Stephen Ruth had given Jerry and Hugh jobs on a research project. Jerry began to have more problems. Ruth said, "People were willing to go the extra mile because we recognized he did have a chance, (but he) was not taking the medication but selling it for money. I later found out it was probably due to the heroin. Jerry was
desperate! Desperate to succeed. Desperate he wasn't going to do it."

 


Jerry lost his job, and his life cycled again into drugs, including heroin. After leaving the VA drug rehab center in San Francisco he seemed to be back on his feet again, but not totally. Jackie Rivers recalled that he "did not look good when he got out even though he was seeing a psychiatrist and receiving medication."

This summer Jerry married Taase Togafau, a Samoan girl he had known for a couple of years. "The way I saw him marrying into the Samoan family was trying to find a family he could belong to," Jackie Rivers said.

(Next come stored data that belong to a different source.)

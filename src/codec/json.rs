//! JSON codec for the HTTP+JSON binding

use bytes::Bytes;

use crate::{
    codec::Codec,
    protocol::{agent::AgentCard, error::A2aError, message::Message, operation::ExchangeOperation},
    service::response::ExchangeResponse,
};

/// JSON codec for the HTTP+JSON protocol binding
///
/// Unary sends POST a [`MessageSendParams`](crate::protocol::MessageSendParams)
/// body and receive a single [`Message`]; card resolution is a bare GET
/// returning an [`AgentCard`].
#[derive(Debug, Clone, Default)]
pub struct JsonCodec;

impl JsonCodec {
    /// Create a new JSON codec
    pub fn new() -> Self {
        Self
    }
}

impl Codec for JsonCodec {
    fn encode_request(&self, operation: &ExchangeOperation) -> Result<Bytes, A2aError> {
        match operation {
            ExchangeOperation::SendMessage { params, .. } => {
                let bytes = serde_json::to_vec(params)?;
                Ok(Bytes::from(bytes))
            }
            // Card resolution is a GET with no body
            ExchangeOperation::ResolveCard => Ok(Bytes::new()),
        }
    }

    fn decode_response(
        &self,
        body: &[u8],
        operation: &ExchangeOperation,
    ) -> Result<ExchangeResponse, A2aError> {
        if body.is_empty() {
            return Ok(ExchangeResponse::Empty);
        }

        match operation {
            ExchangeOperation::SendMessage { stream: false, .. } => {
                let message: Message = serde_json::from_slice(body)?;
                Ok(ExchangeResponse::Message(Box::new(message)))
            }
            ExchangeOperation::SendMessage { stream: true, .. } => {
                // Streaming bodies are decoded event by event, not here
                Ok(ExchangeResponse::Empty)
            }
            ExchangeOperation::ResolveCard => {
                let card: AgentCard = serde_json::from_slice(body)?;
                Ok(ExchangeResponse::AgentCard(Box::new(card)))
            }
        }
    }

    fn content_type(&self) -> &str {
        "application/json"
    }
}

Taase urged Jerry to break off from the people he was hanging around with and to quit taking the pills. "I told him, 'Don't depend on the pills, Jerry! If you depend on the pills, something's going to happen! " Jerry left her after two months, saying he had to come home to Illinois and start his life over. He would be back for her before Christmas.

Jerry's cycles were now measured in days or even hours. He arrived in Villa Park with Hugh Thurston, who described the last days as "one last fling before we started our new lives." Jerry also began a futile search for his adoptive sister, Kathy, and his adoptive father. Depression began to set in, and he increased his consumption of the Darvon.

Jerry had now come home to start a new life but had not come alone. "You can't have your feet in both worlds," Rivers said. "You can't go to your family with a friend from the other side. You won't succeed — it always fails. He took his backup with him. Inevitably, I've never seen it work."

By noon Friday, Nov. 15, Jerry was taking five or six Darvons at a time. Hugh called "Ma" to come get them at Wag's restaurant because Jerry was nodding off and barely conscious. She rescued them in the restaurant amid stares and glares from the patrons. Outside, Jerry awoke in the crisp, cold autumn air. By the time the three got back to the Best Inns motel in Villa Park, Jerry felt that he was ready to go apartment and job hunting. "No way! Go sleep it off for a few hours," Ma insisted. "Hugh, you stay with him and make sure he's all right!"

Jerry flashed one of his big sparkling smiles. He nodded agreement and laughed, knowing full well that he wasn't able to go anywhere. "OK, Ma. I'll see ya tonight." Jerry then turned and walked away into his darkest moments.

Sometime during the next couple of hours he paid the price in full for society's ignorance. Jerry's light flickered and went out. Jerry went home, alone.